Publication year - 2000
Publication title -
glia
Language(s) - English
Resource type - Journals
SCImago Journal Rank - 2.954
H-Index - 164
eISSN - 1098-1136
pISSN - 0894-1491
DOI - 10.1002/(sici)1098-1136(200005)30:3<231::aid-glia3>3.0.co;2-1
Subject(s) - gap junction , fibroblast growth factor , biology , astrocyte , microbiology and biotechnology , downregulation and upregulation , neuroscience , connexin , fibroblast growth factor receptor , neuroglia , receptor , central nervous system , gene , intracellular , genetics
Abstract Astroglial cells contribute to neuronal maintenance and function in the normal and diseased brain. Gap junctions formed predominantly by connexin43 (cx43) provide important pathways to coordinate astroglial responses. We have previously shown that fibroblast growth factor (FGF)‐2, which occurs ubiquitously in the CNS, downregulates gap junction communication in cortical and striatal, but not in mesencephalic astroglial cells in vitro (Reuss et al.
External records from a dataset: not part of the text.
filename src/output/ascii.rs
// ascii.rs - Plain-text tree rendering for terminal display

use crate::core::tree::Tree;

/// Render a rooted tree as an ASCII drawing.
///
/// Each leaf occupies every other row, internal nodes sit centered between
/// their first and last child, and horizontal runs of `_` are scaled to the
/// root-to-node depths. Trees without branch lengths are drawn with unit
/// edges.
pub fn draw_ascii(tree: &Tree, column_width: usize) -> String {
    let leaves = tree.leaves();
    if leaves.is_empty() {
        return String::new();
    }

    let max_label_width = leaves
        .iter()
        .map(|&leaf| tree.node(leaf).label().chars().count())
        .max()
        .unwrap_or(0);
    let drawing_width = column_width.saturating_sub(max_label_width + 1).max(10);
    let drawing_height = 2 * leaves.len() - 1;

    // Column per node, proportional to depth. Keep a small margin so long
    // labels never push the deepest column past the drawing edge.
    let unit = !tree.has_branch_lengths();
    let depths = tree.depths(unit);
    let max_depth = depths.iter().cloned().fold(0.0_f64, f64::max);
    let fudge_margin = (leaves.len() as f64).log2().ceil();
    let cols_per_unit = if max_depth > 0.0 {
        (drawing_width as f64 - fudge_margin) / max_depth
    } else {
        1.0
    };
    let col_positions: Vec<usize> = depths
        .iter()
        .map(|d| ((d * cols_per_unit + 1.0) as usize).min(drawing_width - 1))
        .collect();

    // Row per node: leaves on even rows, internals centered between the
    // rows of their first and last child.
    let mut row_positions = vec![0usize; tree.num_nodes()];
    for (pos, &leaf) in leaves.iter().enumerate() {
        row_positions[leaf] = 2 * pos;
    }
    for index in tree.postorder() {
        let node = tree.node(index);
        if !node.is_leaf() {
            let first = row_positions[node.children[0]];
            let last = row_positions[*node.children.last().unwrap()];
            row_positions[index] = (first + last) / 2;
        }
    }

    let mut grid = vec![vec![b' '; drawing_width]; drawing_height];
    let mut stack = vec![(tree.root(), 0usize)];
    while let Some((index, start_col)) = stack.pop() {
        let this_col = col_positions[index];
        let this_row = row_positions[index];
        for col in start_col..this_col {
            grid[this_row][col] = b'_';
        }
        let node = tree.node(index);
        if !node.is_leaf() {
            let top_row = row_positions[node.children[0]];
            let bottom_row = row_positions[*node.children.last().unwrap()];
            for row in (top_row + 1)..=bottom_row {
                grid[row][this_col] = b'|';
            }
            for &child in &node.children {
                stack.push((child, this_col + 1));
            }
        }
    }

    let mut out = String::new();
    for (row, cells) in grid.iter().enumerate() {
        let line: &str = std::str::from_utf8(cells).unwrap_or("");
        out.push_str(line.trim_end());
        if row % 2 == 0 {
            out.push(' ');
            out.push_str(tree.node(leaves[row / 2]).label());
        }
        out.push('\n');
    }
    out
}

#[cfg(test)]
mod tests {
    use super::*;
    use crate::data::loaders::newick::parse_newick;

    #[test]
    fn test_draw_ascii_contains_all_taxa() {
        let tree = parse_newick("((A:1,B:1)X:1,(C:2,D:2)Y:0.5)R;").unwrap();
        let drawing = draw_ascii(&tree, 80);
        for taxon in ["A", "B", "C", "D"] {
            assert!(drawing.contains(taxon), "missing taxon {}", taxon);
        }
        assert_eq!(drawing.lines().count(), 7);
    }

    #[test]
    fn test_draw_ascii_without_branch_lengths() {
        let tree = parse_newick("((A,B),C);").unwrap();
        let drawing = draw_ascii(&tree, 60);
        assert!(drawing.contains('_'));
        assert!(drawing.contains('|'));
        assert_eq!(drawing.lines().count(), 5);
    }

    #[test]
    fn test_deeper_leaves_sit_further_right() {
        let tree = parse_newick("((A:1,B:1)X:4,C:1)R;").unwrap();
        let drawing = draw_ascii(&tree, 80);
        let col_of = |taxon: &str| {
            drawing
                .lines()
                .find(|line| line.ends_with(taxon))
                .map(|line| line.len())
                .unwrap()
        };
        assert!(col_of("A") > col_of("C"));
    }

    #[test]
    fn test_single_leaf() {
        let tree = parse_newick("A;").unwrap();
        let drawing = draw_ascii(&tree, 40);
        assert!(drawing.trim_end().ends_with('A'));
    }
}
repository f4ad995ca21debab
// mod.rs - CLI module

pub mod args;
pub mod config;
pub mod merge;
pub mod validation;

// Re-export main types for convenience
pub use args::Args;
pub use config::Config;
pub use validation::{validate_args, ValidationResult};
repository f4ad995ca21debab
// main.rs - CLI entry point

use std::path::Path;
use std::time::Instant;
use phylogen::cli::Config;
use phylogen::core::matrix::DistanceMatrix;
use phylogen::core::{DistanceCalculator, GeneratorRegistry, ScoringModel, Tree, TreeStats};
use phylogen::prelude::*;

fn main() {
    if let Err(e) = run_main() {
        eprintln!("❌ ERROR: {}", e);
        std::process::exit(1);
    }
}

fn run_main() -> Result<(), String> {
    let mut args: Args = argh::from_env();
    let command_line = std::env::args().collect::<Vec<String>>().join(" ");

    // Handle generate config first
    if args.generate_config {
        let sample_config = Config::generate_sample();
        println!("{}", sample_config);
        println!("\n💡 Save this content to a .toml file and use --config /path/to/config.toml");
        return Ok(());
    }

    // Load configuration file if specified
    if let Some(config_path) = args.config.clone() {
        args = args.with_config_file(&config_path)?;
    }

    // Handle generator listing
    if args.list_generators {
        let registry = GeneratorRegistry::new();
        println!("Available tree generators:");
        for (name, desc) in registry.list_generators() {
            println!("  - {}: {}", name, desc);
        }
        return Ok(());
    }

    println!("🚀 phylogen v{}", env!("CARGO_PKG_VERSION"));

    // Configure thread pool
    if let Some(n) = args.threads {
        rayon::ThreadPoolBuilder::new()
            .num_threads(n)
            .build_global()
            .map_err(|e| format!("Failed to configure thread pool: {}", e))?;
        println!("🧵 Threads: {}", n);
    } else {
        println!("🧵 Threads: {} (auto-detected)", rayon::current_num_threads());
    }

    // Validate all arguments
    let validation_result = validate_args(&args)?;

    let output = args.output.as_ref().ok_or("--output is required")?;

    println!("🌳 Generator: {}", args.generator);
    if args.generator != "parsimony" {
        println!("🧮 Scoring model: {}", args.scoring);
    }

    let registry =
        GeneratorRegistry::with_options(&args.scoring, validation_result.starter_tree.clone())?;
    let generator = registry.get(&args.generator).ok_or_else(|| {
        format!(
            "Unknown generator '{}'. Available: {}",
            args.generator,
            registry.names().join(", ")
        )
    })?;

    let total_start = Instant::now();

    // Load input: either an alignment or a precomputed distance matrix
    let alignment = match &args.input {
        Some(input_path) => {
            let alignment =
                load_alignment(Path::new(input_path), validation_result.input_format)?;
            println!(
                "🧬 Loaded alignment: {} taxa × {} columns",
                alignment.len(),
                alignment.length()
            );
            Some(alignment.filter(&validation_result.taxon_filter())?)
        }
        None => None,
    };

    let matrix_input = match &args.matrix {
        Some(matrix_path) => {
            let dm = DistanceMatrix::from_file(Path::new(matrix_path))?;
            println!("📐 Loaded distance matrix: {} taxa", dm.len());
            Some(dm)
        }
        None => None,
    };

    if args.dry_run {
        println!("✅ Dry run completed successfully");
        if let Some(aln) = &alignment {
            println!(
                "📊 Final alignment: {} taxa × {} columns",
                aln.len(),
                aln.length()
            );
        }
        if let Some(dm) = &matrix_input {
            println!("📊 Final matrix: {} taxa", dm.len());
        }
        return Ok(());
    }

    // Build the tree
    println!("\n🔄 Constructing tree...");
    let build_start = Instant::now();
    let tree: Tree = match (&alignment, &matrix_input) {
        (Some(aln), None) => {
            // Optionally emit the distance matrix alongside the tree
            if let Some(matrix_output) = &args.matrix_output {
                let model = ScoringModel::by_name(&args.scoring)?;
                let dm = DistanceCalculator::with_model(model).get_distance(aln)?;
                write_matrix(matrix_output, &args.matrix_format, &dm, &command_line)?;
                if generator.supports_matrix_input() {
                    generator.generate_from_matrix(&dm)?
                } else {
                    generator.generate(aln)?
                }
            } else {
                generator.generate(aln)?
            }
        }
        (None, Some(dm)) => generator.generate_from_matrix(dm)?,
        _ => return Err("Either --input or --matrix is required".to_string()),
    };
    println!(
        "✅ Tree constructed in {:.2}s",
        build_start.elapsed().as_secs_f64()
    );

    // Write output
    write_tree(output, &args.format, &tree, &command_line)?;

    // Write tree statistics if requested
    if let Some(stats_path) = &args.stats {
        let stats = TreeStats::from_tree(&tree);
        let json = serde_json::to_string_pretty(&stats)
            .map_err(|e| format!("Failed to serialize tree stats: {}", e))?;
        std::fs::write(stats_path, json)
            .map_err(|e| format!("Failed to write stats file '{}': {}", stats_path, e))?;
        println!("📊 Tree statistics written to: {}", stats_path);
    }

    // Show the tree in the terminal if requested
    if args.show {
        println!();
        print!("{}", draw_ascii(&tree, 80));
    }

    // Print summary
    let total_elapsed = total_start.elapsed();
    println!("\n🎉 === PHYLOGEN COMPLETED SUCCESSFULLY ===");
    println!(
        "⏱️  Total execution time: {:.2}s",
        total_elapsed.as_secs_f64()
    );
    println!("📊 Tree: {} taxa, {} internal nodes", tree.num_leaves(), tree.num_internal());
    println!("📁 Output written to: {}", output);
    println!("🔧 Command: {}", command_line);

    Ok(())
}
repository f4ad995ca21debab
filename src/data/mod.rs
// mod.rs - Data handling module

pub mod alignment;
pub mod loaders;

// Re-export main types for convenience
pub use alignment::{Alignment, SeqRecord, TaxonFilter};
pub use loaders::{load_alignment, AlignmentFormat};
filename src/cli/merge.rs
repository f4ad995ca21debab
// merge.rs - Merge configuration file with CLI arguments

use crate::cli::{Args, Config};

impl Args {
    /// Merge with configuration from file
    /// CLI arguments take precedence over config file values
    pub fn merge_with_config(mut self, config: Config) -> Self {
        // Input/Output
        if self.input.is_none() {
            self.input = config.input;
        }
        if self.matrix.is_none() {
            self.matrix = config.matrix;
        }
        if self.output.is_none() {
            self.output = config.output;
        }

        // Core settings (only override defaults, not explicit CLI values)
        if self.generator == "nj" && config.generator.is_some() {
            self.generator = config.generator.unwrap();
        }
        if self.scoring == "identity" && config.scoring.is_some() {
            self.scoring = config.scoring.unwrap();
        }
        if self.format == "newick" && config.format.is_some() {
            self.format = config.format.unwrap();
        }
        if self.input_format.is_none() {
            self.input_format = config.input_format;
        }

        // Distance matrix output
        if self.matrix_output.is_none() {
            self.matrix_output = config.matrix_output;
        }
        if self.matrix_format == "tsv" && config.matrix_format.is_some() {
            self.matrix_format = config.matrix_format.unwrap();
        }

        // Taxon filtering
        if self.include_taxa.is_none() {
            self.include_taxa = config.include_taxa;
        }
        if self.exclude_taxa.is_none() {
            self.exclude_taxa = config.exclude_taxa;
        }
        if self.include_taxa_list.is_none() {
            self.include_taxa_list = config.include_taxa_list;
        }
        if self.exclude_taxa_list.is_none() {
            self.exclude_taxa_list = config.exclude_taxa_list;
        }

        // Parsimony search
        if self.starter_tree.is_none() {
            self.starter_tree = config.starter_tree;
        }

        // Performance
        if self.threads.is_none() {
            self.threads = config.threads;
        }

        // Extras
        if self.stats.is_none() {
            self.stats = config.stats;
        }

        // Flags (CLI flags take precedence, config only sets if not explicitly set)
        if !self.show && config.show.unwrap_or(false) {
            self.show = true;
        }
        if !self.dry_run && config.dry_run.unwrap_or(false) {
            self.dry_run = true;
        }

        self
    }

    /// Load configuration and merge with CLI args
    pub fn with_config_file(self, config_path: &str) -> Result<Self, String> {
        let config = Config::from_file(config_path)?;
        Ok(self.merge_with_config(config))
    }
}
// newick.rs - Newick tree parser (used for parsimony starter trees)

use std::path::Path;
use crate::core::tree::{NodeIndex, Tree};

/// Parse a single Newick string into a rooted tree.
///
/// Supports nested clades, leaf and inner labels (quoted with `'` or
/// unquoted), branch lengths after `:`, and `[...]` comments. The string
/// must end with `;`.
pub fn parse_newick(text: &str) -> Result<Tree, String> {
    let mut cursor = Cursor {
        bytes: text.as_bytes(),
        pos: 0,
    };
    let mut tree = Tree::new();

    cursor.skip_trivia()?;
    let root = cursor.parse_subtree(&mut tree)?;
    cursor.skip_trivia()?;
    match cursor.next_byte() {
        Some(b';') => {}
        _ => return Err("Newick string must end with ';'".to_string()),
    }
    cursor.skip_trivia()?;
    if cursor.pos < cursor.bytes.len() {
        return Err(format!(
            "Trailing content after Newick tree at byte {}",
            cursor.pos
        ));
    }

    tree.set_root(root);
    Ok(tree)
}

/// Load a Newick tree from a file (first tree only)
pub fn load_newick(path: &Path) -> Result<Tree, String> {
    let content = std::fs::read_to_string(path)
        .map_err(|e| format!("Failed to read tree file '{}': {}", path.display(), e))?;
    parse_newick(content.trim()).map_err(|e| format!("{} (in '{}')", e, path.display()))
}

struct Cursor<'a> {
    bytes: &'a [u8],
    pos: usize,
}

impl Cursor<'_> {
    fn peek(&self) -> Option<u8> {
        self.bytes.get(self.pos).copied()
    }

    fn next_byte(&mut self) -> Option<u8> {
        let b = self.peek();
        if b.is_some() {
            self.pos += 1;
        }
        b
    }

    /// Skip whitespace and `[...]` comments
    fn skip_trivia(&mut self) -> Result<(), String> {
        loop {
            match self.peek() {
                Some(b) if b.is_ascii_whitespace() => {
                    self.pos += 1;
                }
                Some(b'[') => {
                    let start = self.pos;
                    while let Some(b) = self.next_byte() {
                        if b == b']' {
                            break;
                        }
                    }
                    if self.bytes.get(self.pos - 1) != Some(&b']') {
                        return Err(format!("Unterminated comment starting at byte {}", start));
                    }
                }
                _ => return Ok(()),
            }
        }
    }

    fn parse_subtree(&mut self, tree: &mut Tree) -> Result<NodeIndex, String> {
        self.skip_trivia()?;
        if self.peek() == Some(b'(') {
            self.pos += 1;
            let mut children = vec![self.parse_subtree(tree)?];
            self.skip_trivia()?;
            while self.peek() == Some(b',') {
                self.pos += 1;
                children.push(self.parse_subtree(tree)?);
                self.skip_trivia()?;
            }
            if self.next_byte() != Some(b')') {
                return Err(format!("Expected ')' at byte {}", self.pos));
            }
            let name = self.parse_label()?;
            let branch_length = self.parse_branch_length()?;
            Ok(tree.add_internal(name, children, branch_length))
        } else {
            let name = self
                .parse_label()?
                .ok_or_else(|| format!("Expected a leaf label at byte {}", self.pos))?;
            let branch_length = self.parse_branch_length()?;
            Ok(tree.add_leaf(&name, branch_length))
        }
    }

    fn parse_label(&mut self) -> Result<Option<String>, String> {
        self.skip_trivia()?;
        if self.peek() == Some(b'\'') {
            self.pos += 1;
            let mut label = String::new();
            loop {
                match self.next_byte() {
                    Some(b'\'') => {
                        // doubled quote is an escaped quote
                        if self.peek() == Some(b'\'') {
                            self.pos += 1;
                            label.push('\'');
                        } else {
                            break;
                        }
                    }
                    Some(b) => label.push(b as char),
                    None => return Err("Unterminated quoted label".to_string()),
                }
            }
            return Ok(Some(label));
        }

        let start = self.pos;
        while let Some(b) = self.peek() {
            if b.is_ascii_whitespace() || b"(),:;[]".contains(&b) {
                break;
            }
            self.pos += 1;
        }
        if self.pos == start {
            return Ok(None);
        }
        let label = std::str::from_utf8(&self.bytes[start..self.pos])
            .map_err(|_| format!("Invalid UTF-8 in label at byte {}", start))?;
        Ok(Some(label.to_string()))
    }

    fn parse_branch_length(&mut self) -> Result<Option<f64>, String> {
        self.skip_trivia()?;
        if self.peek() != Some(b':') {
            return Ok(None);
        }
        self.pos += 1;
        self.skip_trivia()?;
        let start = self.pos;
        while let Some(b) = self.peek() {
            if b.is_ascii_digit() || b"+-.eE".contains(&b) {
                self.pos += 1;
            } else {
                break;
            }
        }
        let text = std::str::from_utf8(&self.bytes[start..self.pos])
            .map_err(|_| "Invalid branch length".to_string())?;
        let value: f64 = text
            .parse()
            .map_err(|_| format!("Invalid branch length '{}' at byte {}", text, start))?;
        Ok(Some(value))
    }
}

#[cfg(test)]
mod tests {
    use super::*;

    #[test]
    fn test_parse_basic_tree() {
        let tree = parse_newick("((A:1,B:2)Inner1:0.5,C:3)Inner2;").unwrap();
        assert_eq!(tree.leaf_names(), vec!["A", "B", "C"]);
        let root = tree.root();
        assert_eq!(tree.node(root).label(), "Inner2");
        assert_eq!(tree.node(root).children.len(), 2);
        let inner = tree.node(root).children[0];
        assert_eq!(tree.node(inner).branch_length, Some(0.5));
    }

    #[test]
    fn test_parse_without_branch_lengths() {
        let tree = parse_newick("(A,(B,C));").unwrap();
        assert_eq!(tree.leaf_names(), vec!["A", "B", "C"]);
        assert!(!tree.has_branch_lengths());
    }

    #[test]
    fn test_parse_quoted_labels_and_comments() {
        let tree = parse_newick("[run 7]('taxon one':1,'it''s':2)root;").unwrap();
        assert_eq!(tree.leaf_names(), vec!["taxon one", "it's"]);
    }

    #[test]
    fn test_parse_trifurcation() {
        let tree = parse_newick("(A:1,B:1,C:1)Inner1;").unwrap();
        assert_eq!(tree.node(tree.root()).children.len(), 3);
    }

    #[test]
    fn test_parse_errors() {
        assert!(parse_newick("(A,B)").is_err()); // missing ';'
        assert!(parse_newick("(A,B); junk").is_err());
        assert!(parse_newick("(A,:1);").is_err());
        assert!(parse_newick("(A:x,B:1);").is_err());
    }
}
Glia 22:19–30, 1998). Other members of the FGF family expressed in the CNS include FGF‐5 and FGF‐9. We show that both FGF‐5 and FGF‐9, like FGF‐2, downregulate astroglial gap junctions and functional coupling. However, their effects are strikingly different from different brain regions, with regard to astroglial cells. FGF‐5 specifically affects mesencephalic astroglial cells without changing coupling of cortical and striatal astroglia, while FGF‐9 reduces gap junctional coupling in astroglia from all three brain regions. Both cx43 mRNA and protein levels as well as functional coupling assessed by dye spreading are affected. To clarify whether brain region‐specific effects of FGFs on astroglial coupling are due to differential expression of FGF receptors (FGFR), we monitored expression of the four known FGFR mRNAs in astroglial cultures by RT‐PCR. Irrespective of their regional origin, astroglial cells express mRNAs for FGFR‐2 and FGFR‐3. In summary, our results provide evidence for an important role of FGF‐2, ‐5, and –9 in a distinct, CNS region‐specific regulation mechanism of astroglial gap junction communication. The molecular basis underlying the regionally distinct responsiveness of astrocytes to different FGFs may be sought beyond distinct FGFR expression. GLIA 30:231–241, 2000. © 2000 Wiley‐Liss, Inc.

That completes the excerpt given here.